A Southern Rock Freight of Heartbreak: Blackfoot’s “Train, Train”

In the crisp fall of 1979, Blackfoot, Jacksonville’s Southern rock torchbearers, steamed “Train, Train” to #38 on the Billboard Hot 100, a standout single from their third album, Strikes, which dropped on March 7 via Atco Records and peaked at #42 on the Billboard 200. Released in September as their second Top 40 hit after “Highway Song” (#26), this track—penned and harmonica-haunted by Rickey Medlocke’s grandfather, Shorty—helped the album roar to platinum status, selling over a million copies. For those of us who cruised the late ‘70s, when long hair whipped in the wind and rock carried a rebel’s twang, this song is a rusted rail spike—a lonesome howl of escape, a memory of nights when the road was salvation. It’s the sound of a V8 rumbling past a depot, tugging at the soul of anyone who’s ever fled a love gone cold.

The tale of “Train, Train” is steeped in grit and lineage. By 1979, Blackfoot—Rickey Medlocke, Charlie Hargrett, Greg T. Walker, and Jakson Spires—were clawing their way up, their first two albums barely a blip until Strikes hit. Shorty Medlocke, a Delta bluesman of Blackfoot Indian descent, wrote it years earlier, a banjo-and-harmonica relic from his 1971 single with Mickey and the Fla. Plow Hands. Rickey, raised by Shorty after tragedy, dusted it off, electrifying it at Sound Suite Studios in Detroit with producers Al Nalli and Henry Weck. That opening harmonica—Shorty’s wail—mimics a locomotive’s cry, then Medlocke’s growl and Hargrett’s riff kick in, a Southern rock freight train born. Released as disco flickered and punk snarled, it was a raw antidote—a bar-band anthem that bridged Skynyrd’s legacy with Blackfoot’s bite, propelling them to arenas before their early ‘80s fade.

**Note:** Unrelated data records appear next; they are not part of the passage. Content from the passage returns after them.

use async_trait::async_trait;
use chatstory_events::{ChatPayload, PayloadError};
use chatstory_playback::{PayloadSource, SourceError, FAILED_TO_LOAD};
use reqwest::header::{CACHE_CONTROL, PRAGMA};
use reqwest::Client;
use serde_json::Value;
use std::time::{Duration, SystemTime, UNIX_EPOCH};
use tracing::debug;

/// Fetches payloads from the chat REST API
pub struct HttpSource {
	client: Client,
	base_url: String,
}

impl HttpSource {
	pub fn new(base_url: impl Into<String>, timeout: Duration) -> Result<Self, reqwest::Error> {
		let client = Client::builder().timeout(timeout).build()?;
		Ok(Self {
			client,
			base_url: base_url.into(),
		})
	}

	pub fn frontend_url(&self, chat_id: &str) -> String {
		format!("{}/chats/{}/frontend", self.base_url.trim_end_matches('/'), chat_id)
	}
}

/// The `message` field of an error body, or the generic load failure text
pub fn error_message(body: &[u8]) -> String {
	serde_json::from_slice::<Value>(body)
		.ok()
		.and_then(|v| v.get("message").and_then(Value::as_str).map(str::to_string))
		.filter(|m| !m.trim().is_empty())
		.unwrap_or_else(|| FAILED_TO_LOAD.to_string())
}

fn cache_buster() -> u128 {
	SystemTime::now().duration_since(UNIX_EPOCH).map(|d| d.as_millis()).unwrap_or_default()
}

#[async_trait]
impl PayloadSource for HttpSource {
	async fn fetch(&self, chat_id: &str) -> Result<ChatPayload, SourceError> {
		let url = self.frontend_url(chat_id);
		debug!("GET {}", url);

		let response = self
			.client
			.get(&url)
			.header(CACHE_CONTROL, "no-cache")
			.header(PRAGMA, "no-cache")
			.query(&[("_", cache_buster())])
			.send()
			.await
			.map_err(|e| SourceError::Transport(e.to_string()))?;

		let status = response.status();
		let body = response.bytes().await.map_err(|e| SourceError::Transport(e.to_string()))?;

		if !status.is_success() {
			return Err(SourceError::Http {
				status: status.as_u16(),
				message: error_message(&body),
			});
		}

		match ChatPayload::from_json_slice(&body) {
			// A successful response without a chat may still explain itself
			Err(PayloadError::MissingChat) => Err(SourceError::Http {
				status: status.as_u16(),
				message: error_message(&body),
			}),
			result => Ok(result?),
		}
	}
}
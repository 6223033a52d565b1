//! Timed playback of scripted chat conversations.
//!
//! A [`ChatPlayer`] owns one engine task. The engine compiles a payload into a
//! [`PlaybackPlan`], arms every entry in a [`TimerRegistry`] and fires entries into a
//! [`RenderSink`] as their deadlines pass. Pause captures each pending entry with its
//! remaining delay and resume re-arms it with exactly that delay.

pub mod commands;
pub mod config;
pub mod engine;
pub mod error;
pub mod player;
pub mod registry;
pub mod schedule;
pub mod session;
pub mod sink;
pub mod source;
pub mod state;
pub mod typing;

pub use commands::PlayerCommand;
pub use config::PlaybackConfig;
pub use engine::{transition, PlaybackEngine};
pub use error::{PlaybackError, RenderError, Result, SourceError, FAILED_TO_LOAD, NO_CHAT_ID};
pub use player::ChatPlayer;
pub use registry::{FiredTimer, PausedTimer, TimerHandle, TimerKind, TimerRegistry};
pub use schedule::{PlannedAction, PlaybackAction, PlaybackPlan, SkipReason, SkippedEvent};
pub use session::{PlaybackSession, StartOutcome};
pub use sink::{Effect, HtmlSink, RenderSink, Tee, TerminalSink, TraceSink, TracedEffect, EMPTY_CHAT_TEXT};
pub use source::{FileSource, PayloadSource, StaticSource};
pub use state::{PlaybackMode, PlaybackState};
pub use typing::TypingTracker;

At its core, “Train, Train” is a bluesy plea to roll away pain—a man’s ticket out of heartbreak. “Train, train, take me on out of this town,” Medlocke belts, his voice a gravelly ache over Shorty’s lonesome harp, “Well, that woman I’m in love with, Lord, she’s Memphis bound.” It’s a raggedy hobo’s goodbye—“Goodbye, pretty mama, get yourself a money man”—a soul ditching the wreckage for the midnight run: “Take that midnight train to Memphis, Lord, leave if you can.” For older listeners, it’s a portal to those ‘70s nights—spinning 45s in a roadhouse, the air thick with beer and dust, the sting of a lover’s taillights fading fast. It’s the clatter of rails under a harvest moon, the rush of a harmonica’s wail, the moment you traded tears for the open road. As the final “take that train” fades, you’re left with a rugged hum—a nostalgia for when every chord was a getaway, and trouble was just a whistle in the dark.